1.克隆虚拟机
请自行克隆,克隆完得到01、02、03三台虚拟机。
2.配置主机ip映射
修改02虚拟机的主机名为hadoop02,03虚拟机修改为hadoop03
vim /etc/hostname
修改hadoop02虚拟机的IPADDR最后一位为202
修改hadoop03虚拟机的IPADDR最后一位为203
vim /etc/sysconfig/network-scripts/ifcfg-ens33
重启02和03
修改01、02、03的hosts文件
vim /etc/hosts
添加ip映射
使用01ping02和03,ping通且地址正确。
3.ssh免密码登录
在三台虚拟机分别执行ssh-keygen
,然后连点回车。
在三台虚拟机分别执行以下命令,执行过程中需要输入yes和用户密码
ssh-copy-id hadoop01
ssh-copy-id hadoop02
ssh-copy-id hadoop03
测试用01连接登录02和03
4.搭建Hadoop高可用集群
4.1安装ZooKeeper
在hadoop01中打开火狐浏览器
访问官方下载网址
https://archive.apache.org/dist/zookeeper/zookeeper-3.4.12/zookeeper-3.4.12.tar.gz
把下载好的压缩包放入/opt/packages文件夹
进入到packages目录cd /opt/packages
解压缩
tar -zxvf zookeeper-3.4.12.tar.gz -C /opt/programs
4.2配置ZooKeeper
进入ZooKeeper的目录cd /opt/programs/zookeeper-3.4.12
创建文件夹data和logs
mkdir data
mkdir logs
进入data文件夹cd data
新建一个名为myid的文件,并写入id号为1
echo '1' > myid
进入zookeeper文件夹下的conf文件夹cd ../conf
将zoo_sample.cfg文件复制并重命名为zoo.cfg
cp zoo_sample.cfg zoo.cfg
编辑zoo.cfg文件vim zoo.cfg
dataDir改为如下图,最后四行加上如下图
dataDir=/opt/programs/zookeeper-3.4.12/data
dataLogDir=/opt/programs/zookeeper-3.4.12/logs
server.1=hadoop01:2888:3888
server.2=hadoop02:2888:3888
server.3=hadoop03:2888:3888
执行以下命令将hadoop01的ZooKeeper复制到hadoop02和hadoop03
scp -r /opt/programs/zookeeper-3.4.12 root@hadoop02:/opt/programs/
scp -r /opt/programs/zookeeper-3.4.12 root@hadoop03:/opt/programs/
打开hadoop02,修改myid为2
vim /opt/programs/zookeeper-3.4.12/data/myid
打开hadoop03,修改myid为3
vim /opt/programs/zookeeper-3.4.12/data/myid
在三个虚拟机上分别为zookeeper配置环境变量
编辑环境变量文件vim /etc/profile
在文件末尾添加下面两行
export ZOOKEEPER_HOME=/opt/programs/zookeeper-3.4.12
export PATH=$PATH:$ZOOKEEPER_HOME/bin
在三台虚拟机上分别执行source /etc/profile
刷新环境配置
在三台虚拟机上分别执行zkServer.sh start
启动ZooKeeper集群
如下图则启动成功
执行zkServer.sh status
查看ZooKeeper集群状态
执行zkServer.sh stop
停止ZooKeeper服务
5.安装hadoop
在虚拟机中打开火狐浏览器下载或者Windows下载好后用winscp传输到虚拟机。

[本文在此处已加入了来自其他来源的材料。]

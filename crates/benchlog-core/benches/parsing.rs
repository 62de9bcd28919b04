// Dweve Benchlog - Benchmark Log Analysis
//
// Copyright (c) 2025 Dweve IP B.V. and individual contributors.
//
// SPDX-License-Identifier: Apache-2.0
//
// Licensed under the Apache License, Version 2.0 (the "License");
// you may not use this file except in compliance with the License.
// You may obtain a copy of the License in the LICENSE file at the
// root of this repository or at: http://www.apache.org/licenses/LICENSE-2.0
//
// Unless required by applicable law or agreed to in writing, software
// distributed under the License is distributed on an "AS IS" BASIS,
// WITHOUT WARRANTIES OR CONDITIONS OF ANY KIND, either express or implied.
// See the License for the specific language governing permissions and
// limitations under the License.

//! Parsing benchmarks over synthetic logs of increasing length.

use benchlog_core::parse;
use benchlog_test::paired_log;
use criterion::{black_box, criterion_group, criterion_main, BenchmarkId, Criterion, Throughput};

fn bench_parse(c: &mut Criterion) {
    let mut group = c.benchmark_group("parse");
    for versions in [10usize, 100, 1000] {
        let pairs: Vec<(f64, f64)> = (0..versions)
            .map(|i| (10.0 / (i + 1) as f64, 15.0 / (i + 1) as f64))
            .collect();
        let log = paired_log(&pairs);
        group.throughput(Throughput::Bytes(log.len() as u64));
        group.bench_with_input(BenchmarkId::from_parameter(versions), &log, |b, log| {
            b.iter(|| parse(black_box(log)))
        });
    }
    group.finish();
}

criterion_group!(benches, bench_parse);
criterion_main!(benches);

https://archive.apache.org/dist/hadoop/core/hadoop-2.7.6/hadoop-2.7.6.tar.gz
进入压缩包所在的目录cd /opt/packages
解压缩
tar -zxvf hadoop-2.7.6.tar.gz -C /opt/programs
进入hadoop目录cd /opt/programs/hadoop-2.7.6/etc/hadoop
修改配置文件vim core-site.xml
文件内容如下
<?xml version="1.0" encoding="UTF-8"?>
<?xml-stylesheet type="text/xsl" href="configuration.xsl"?>
<!--
Licensed under the Apache License, Version 2.0 (the "License");
you may not use this file except in compliance with the License.
You may obtain a copy of the License at
http://www.apache.org/licenses/LICENSE-2.0
Unless required by applicable law or agreed to in writing, software
distributed under the License is distributed on an "AS IS" BASIS,
WITHOUT WARRANTIES OR CONDITIONS OF ANY KIND, either express or implied.
See the License for the specific language governing permissions and
limitations under the License. See accompanying LICENSE file.
-->
<!-- Put site-specific property overrides in this file. -->
<configuration>
<property>
<name>fs.defaultFS</name>
<value>hdfs://ns</value>
</property>
<property>
<name>hadoop.tmp.dir</name>
<value>/opt/programs/hadoop-2.7.6/tmp</value>
</property>
<property>
<name>ha.zookeeper.quorum</name>
<value>hadoop01:2181,hadoop02:2181,hadoop03:2181</value>
</property>
</configuration>
修改配置文件vim hdfs-site.xml
文件内容如下
<?xml version="1.0" encoding="UTF-8"?>
<?xml-stylesheet type="text/xsl" href="configuration.xsl"?>
<!--
Licensed under the Apache License, Version 2.0 (the "License");
you may not use this file except in compliance with the License.
You may obtain a copy of the License at
http://www.apache.org/licenses/LICENSE-2.0
Unless required by applicable law or agreed to in writing, software
distributed under the License is distributed on an "AS IS" BASIS,
WITHOUT WARRANTIES OR CONDITIONS OF ANY KIND, either express or implied.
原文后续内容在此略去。